== Exercise brief ==
Copy each line of the entries that contains the word "false".

== Given data ==
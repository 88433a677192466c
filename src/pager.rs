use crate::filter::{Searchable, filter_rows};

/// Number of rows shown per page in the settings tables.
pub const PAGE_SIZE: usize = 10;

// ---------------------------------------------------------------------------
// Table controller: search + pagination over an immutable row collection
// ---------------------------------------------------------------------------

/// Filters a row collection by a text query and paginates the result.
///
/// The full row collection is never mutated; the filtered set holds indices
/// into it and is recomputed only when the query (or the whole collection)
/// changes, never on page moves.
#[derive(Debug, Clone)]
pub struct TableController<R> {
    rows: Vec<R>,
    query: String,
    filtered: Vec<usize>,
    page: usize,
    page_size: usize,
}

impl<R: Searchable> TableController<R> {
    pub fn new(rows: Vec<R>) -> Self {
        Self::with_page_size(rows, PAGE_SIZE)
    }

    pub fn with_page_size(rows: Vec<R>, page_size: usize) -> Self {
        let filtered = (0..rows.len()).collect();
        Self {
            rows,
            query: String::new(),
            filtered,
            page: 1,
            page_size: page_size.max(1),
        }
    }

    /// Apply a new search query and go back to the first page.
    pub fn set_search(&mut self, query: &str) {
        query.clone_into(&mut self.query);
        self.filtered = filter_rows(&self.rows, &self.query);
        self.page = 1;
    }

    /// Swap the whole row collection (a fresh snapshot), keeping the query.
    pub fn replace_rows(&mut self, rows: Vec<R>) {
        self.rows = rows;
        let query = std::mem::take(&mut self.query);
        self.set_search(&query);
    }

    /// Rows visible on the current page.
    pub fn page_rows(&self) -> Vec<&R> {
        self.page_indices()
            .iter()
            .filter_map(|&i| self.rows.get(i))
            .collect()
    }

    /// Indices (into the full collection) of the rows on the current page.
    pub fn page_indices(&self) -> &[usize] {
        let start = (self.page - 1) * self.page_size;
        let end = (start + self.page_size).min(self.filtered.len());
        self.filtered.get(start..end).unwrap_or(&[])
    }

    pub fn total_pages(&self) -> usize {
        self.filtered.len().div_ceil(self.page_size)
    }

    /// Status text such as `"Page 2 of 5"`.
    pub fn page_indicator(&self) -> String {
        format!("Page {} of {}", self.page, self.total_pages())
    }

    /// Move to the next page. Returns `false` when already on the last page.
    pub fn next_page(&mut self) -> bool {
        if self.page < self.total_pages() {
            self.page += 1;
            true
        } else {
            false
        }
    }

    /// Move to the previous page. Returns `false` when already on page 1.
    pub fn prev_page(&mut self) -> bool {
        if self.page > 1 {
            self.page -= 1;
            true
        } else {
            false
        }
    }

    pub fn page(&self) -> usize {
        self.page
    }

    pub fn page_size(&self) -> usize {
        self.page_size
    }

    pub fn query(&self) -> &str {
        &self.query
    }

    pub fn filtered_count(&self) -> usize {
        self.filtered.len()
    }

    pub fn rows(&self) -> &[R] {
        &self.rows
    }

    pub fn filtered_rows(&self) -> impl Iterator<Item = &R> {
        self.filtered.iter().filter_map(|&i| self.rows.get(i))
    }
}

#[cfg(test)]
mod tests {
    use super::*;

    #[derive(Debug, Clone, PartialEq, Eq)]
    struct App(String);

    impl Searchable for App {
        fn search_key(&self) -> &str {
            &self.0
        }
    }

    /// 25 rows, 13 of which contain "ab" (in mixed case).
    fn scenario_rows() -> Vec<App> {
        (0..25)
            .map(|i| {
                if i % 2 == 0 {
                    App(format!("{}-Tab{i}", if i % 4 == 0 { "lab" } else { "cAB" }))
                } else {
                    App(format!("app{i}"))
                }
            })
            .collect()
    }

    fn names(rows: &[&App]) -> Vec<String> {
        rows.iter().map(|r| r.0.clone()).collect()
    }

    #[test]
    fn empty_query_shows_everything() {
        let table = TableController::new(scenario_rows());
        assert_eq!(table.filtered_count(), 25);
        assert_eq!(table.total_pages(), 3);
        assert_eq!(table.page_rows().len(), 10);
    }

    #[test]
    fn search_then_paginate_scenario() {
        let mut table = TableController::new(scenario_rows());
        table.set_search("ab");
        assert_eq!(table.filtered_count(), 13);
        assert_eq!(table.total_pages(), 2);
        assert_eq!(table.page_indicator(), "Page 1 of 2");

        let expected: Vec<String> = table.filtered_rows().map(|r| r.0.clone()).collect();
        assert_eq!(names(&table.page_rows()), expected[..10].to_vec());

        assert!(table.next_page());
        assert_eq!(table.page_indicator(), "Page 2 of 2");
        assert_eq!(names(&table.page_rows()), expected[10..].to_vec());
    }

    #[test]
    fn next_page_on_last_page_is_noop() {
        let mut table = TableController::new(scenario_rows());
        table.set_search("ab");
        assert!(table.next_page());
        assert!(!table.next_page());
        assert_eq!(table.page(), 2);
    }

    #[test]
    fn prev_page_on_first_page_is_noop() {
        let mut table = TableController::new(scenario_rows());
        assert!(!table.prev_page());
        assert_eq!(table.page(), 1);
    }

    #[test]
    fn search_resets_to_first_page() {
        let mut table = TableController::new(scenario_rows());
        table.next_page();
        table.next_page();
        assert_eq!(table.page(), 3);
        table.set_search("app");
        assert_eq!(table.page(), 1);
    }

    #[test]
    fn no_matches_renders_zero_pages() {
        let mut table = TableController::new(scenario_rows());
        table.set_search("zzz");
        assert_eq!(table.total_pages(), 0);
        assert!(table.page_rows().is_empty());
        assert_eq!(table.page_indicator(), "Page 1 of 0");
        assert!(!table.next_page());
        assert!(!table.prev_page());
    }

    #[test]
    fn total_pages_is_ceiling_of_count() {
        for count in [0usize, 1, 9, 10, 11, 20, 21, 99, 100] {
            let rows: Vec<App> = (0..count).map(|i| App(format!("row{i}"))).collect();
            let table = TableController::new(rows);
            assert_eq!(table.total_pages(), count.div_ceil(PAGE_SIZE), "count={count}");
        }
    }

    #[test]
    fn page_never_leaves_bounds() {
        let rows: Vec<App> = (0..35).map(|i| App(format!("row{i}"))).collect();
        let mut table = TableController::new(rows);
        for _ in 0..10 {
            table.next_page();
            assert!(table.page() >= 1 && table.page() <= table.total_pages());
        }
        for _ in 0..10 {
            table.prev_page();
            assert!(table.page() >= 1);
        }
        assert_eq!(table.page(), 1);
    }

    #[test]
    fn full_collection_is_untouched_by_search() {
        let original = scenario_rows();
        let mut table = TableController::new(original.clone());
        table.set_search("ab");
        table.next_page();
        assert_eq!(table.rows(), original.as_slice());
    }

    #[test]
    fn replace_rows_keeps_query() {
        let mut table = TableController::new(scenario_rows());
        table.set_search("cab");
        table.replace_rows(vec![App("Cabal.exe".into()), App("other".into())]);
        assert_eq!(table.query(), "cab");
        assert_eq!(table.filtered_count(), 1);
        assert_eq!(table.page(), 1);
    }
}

--

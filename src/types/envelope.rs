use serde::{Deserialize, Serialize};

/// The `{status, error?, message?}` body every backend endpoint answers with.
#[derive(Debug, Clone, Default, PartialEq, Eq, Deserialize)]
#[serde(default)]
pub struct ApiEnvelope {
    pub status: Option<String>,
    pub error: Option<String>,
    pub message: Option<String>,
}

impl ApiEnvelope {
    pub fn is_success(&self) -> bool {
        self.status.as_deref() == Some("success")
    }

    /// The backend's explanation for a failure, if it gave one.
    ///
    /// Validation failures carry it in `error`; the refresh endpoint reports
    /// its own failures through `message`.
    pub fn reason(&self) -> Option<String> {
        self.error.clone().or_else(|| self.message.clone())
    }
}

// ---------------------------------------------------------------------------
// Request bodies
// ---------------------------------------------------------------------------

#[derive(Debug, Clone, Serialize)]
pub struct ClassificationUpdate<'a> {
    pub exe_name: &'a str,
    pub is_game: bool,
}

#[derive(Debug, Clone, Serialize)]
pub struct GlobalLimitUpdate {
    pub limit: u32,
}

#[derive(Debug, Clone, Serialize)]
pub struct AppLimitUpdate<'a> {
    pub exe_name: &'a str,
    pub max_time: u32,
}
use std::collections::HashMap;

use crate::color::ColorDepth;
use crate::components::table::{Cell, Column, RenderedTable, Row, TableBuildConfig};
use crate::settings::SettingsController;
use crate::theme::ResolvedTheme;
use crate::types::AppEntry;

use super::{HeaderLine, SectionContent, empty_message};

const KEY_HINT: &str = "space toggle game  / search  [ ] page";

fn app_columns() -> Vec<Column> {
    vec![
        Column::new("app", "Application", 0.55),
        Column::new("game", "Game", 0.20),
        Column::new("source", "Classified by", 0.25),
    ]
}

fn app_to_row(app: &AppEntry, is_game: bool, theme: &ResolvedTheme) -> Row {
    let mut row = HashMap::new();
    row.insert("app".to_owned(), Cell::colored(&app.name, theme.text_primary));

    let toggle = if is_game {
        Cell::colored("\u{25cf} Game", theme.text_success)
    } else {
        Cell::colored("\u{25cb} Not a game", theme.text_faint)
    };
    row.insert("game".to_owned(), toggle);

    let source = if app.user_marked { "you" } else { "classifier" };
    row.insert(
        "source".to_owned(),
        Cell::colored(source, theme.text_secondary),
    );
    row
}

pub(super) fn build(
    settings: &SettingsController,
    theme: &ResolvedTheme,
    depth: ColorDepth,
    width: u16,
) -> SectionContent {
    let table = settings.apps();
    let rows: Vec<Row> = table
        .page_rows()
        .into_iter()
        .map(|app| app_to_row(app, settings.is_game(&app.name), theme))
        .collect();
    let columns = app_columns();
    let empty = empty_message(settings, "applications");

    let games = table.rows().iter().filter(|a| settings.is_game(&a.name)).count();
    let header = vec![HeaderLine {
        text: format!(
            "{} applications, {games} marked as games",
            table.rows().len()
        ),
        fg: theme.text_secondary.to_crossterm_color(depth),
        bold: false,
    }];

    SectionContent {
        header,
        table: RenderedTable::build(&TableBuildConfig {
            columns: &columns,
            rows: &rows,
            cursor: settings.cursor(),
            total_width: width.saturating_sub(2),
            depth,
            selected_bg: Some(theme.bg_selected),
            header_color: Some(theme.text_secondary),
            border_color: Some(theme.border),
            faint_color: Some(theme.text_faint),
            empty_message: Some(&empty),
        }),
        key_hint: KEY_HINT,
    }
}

==

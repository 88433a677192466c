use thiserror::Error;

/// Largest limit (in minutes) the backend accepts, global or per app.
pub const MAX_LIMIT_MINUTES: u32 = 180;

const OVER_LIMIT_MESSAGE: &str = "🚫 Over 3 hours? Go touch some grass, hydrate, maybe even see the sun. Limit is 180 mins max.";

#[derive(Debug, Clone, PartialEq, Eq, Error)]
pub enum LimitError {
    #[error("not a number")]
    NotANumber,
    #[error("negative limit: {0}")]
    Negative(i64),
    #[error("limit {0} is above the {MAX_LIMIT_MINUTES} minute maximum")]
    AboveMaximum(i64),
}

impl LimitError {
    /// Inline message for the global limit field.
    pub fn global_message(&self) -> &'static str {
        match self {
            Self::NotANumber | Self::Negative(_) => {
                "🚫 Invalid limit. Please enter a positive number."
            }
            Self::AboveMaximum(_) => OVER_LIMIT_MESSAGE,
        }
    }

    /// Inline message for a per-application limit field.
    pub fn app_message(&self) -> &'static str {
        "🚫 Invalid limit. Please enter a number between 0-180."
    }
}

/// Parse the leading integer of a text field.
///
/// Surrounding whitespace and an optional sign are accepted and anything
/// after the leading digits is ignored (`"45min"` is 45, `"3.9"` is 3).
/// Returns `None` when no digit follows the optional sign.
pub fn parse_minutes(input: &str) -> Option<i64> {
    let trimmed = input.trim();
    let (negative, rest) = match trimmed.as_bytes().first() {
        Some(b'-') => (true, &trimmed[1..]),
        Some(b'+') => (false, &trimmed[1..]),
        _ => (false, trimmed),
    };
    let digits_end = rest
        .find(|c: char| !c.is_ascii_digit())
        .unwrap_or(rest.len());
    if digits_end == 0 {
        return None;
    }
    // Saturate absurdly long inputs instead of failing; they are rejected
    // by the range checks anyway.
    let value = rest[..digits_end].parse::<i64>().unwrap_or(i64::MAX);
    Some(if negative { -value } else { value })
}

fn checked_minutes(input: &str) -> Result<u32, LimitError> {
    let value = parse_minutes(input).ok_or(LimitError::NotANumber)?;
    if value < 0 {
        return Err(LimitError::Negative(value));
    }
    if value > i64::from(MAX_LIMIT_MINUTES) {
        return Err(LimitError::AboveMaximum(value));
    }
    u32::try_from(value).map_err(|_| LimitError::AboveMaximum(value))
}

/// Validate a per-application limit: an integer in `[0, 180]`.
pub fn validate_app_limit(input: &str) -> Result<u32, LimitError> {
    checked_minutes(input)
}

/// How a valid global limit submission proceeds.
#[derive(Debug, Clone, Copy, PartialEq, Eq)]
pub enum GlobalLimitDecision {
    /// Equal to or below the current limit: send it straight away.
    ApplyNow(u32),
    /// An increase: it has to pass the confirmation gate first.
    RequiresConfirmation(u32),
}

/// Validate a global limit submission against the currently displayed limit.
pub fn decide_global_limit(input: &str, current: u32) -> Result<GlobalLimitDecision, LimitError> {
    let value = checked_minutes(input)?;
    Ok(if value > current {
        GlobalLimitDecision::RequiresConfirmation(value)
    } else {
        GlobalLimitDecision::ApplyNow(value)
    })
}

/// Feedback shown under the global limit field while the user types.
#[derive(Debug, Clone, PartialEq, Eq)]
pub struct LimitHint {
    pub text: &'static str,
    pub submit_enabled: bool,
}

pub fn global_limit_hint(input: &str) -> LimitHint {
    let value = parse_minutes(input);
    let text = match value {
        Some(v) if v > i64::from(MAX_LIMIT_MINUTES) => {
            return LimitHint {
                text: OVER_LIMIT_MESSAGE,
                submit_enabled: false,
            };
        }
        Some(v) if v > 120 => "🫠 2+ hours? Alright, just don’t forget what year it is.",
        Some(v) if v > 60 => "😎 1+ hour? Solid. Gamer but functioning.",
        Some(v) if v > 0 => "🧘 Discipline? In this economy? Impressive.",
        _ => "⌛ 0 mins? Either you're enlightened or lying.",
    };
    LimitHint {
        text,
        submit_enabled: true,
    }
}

== Finished exercise ==
    /// Move to the next page. Returns `false` when already on the last page.
            false
    /// Move to the previous page. Returns `false` when already on page 1.
            false
        bold: false,
        Some(b'+') => (false, &trimmed[1..]),
        _ => (false, trimmed),
                submit_enabled: false,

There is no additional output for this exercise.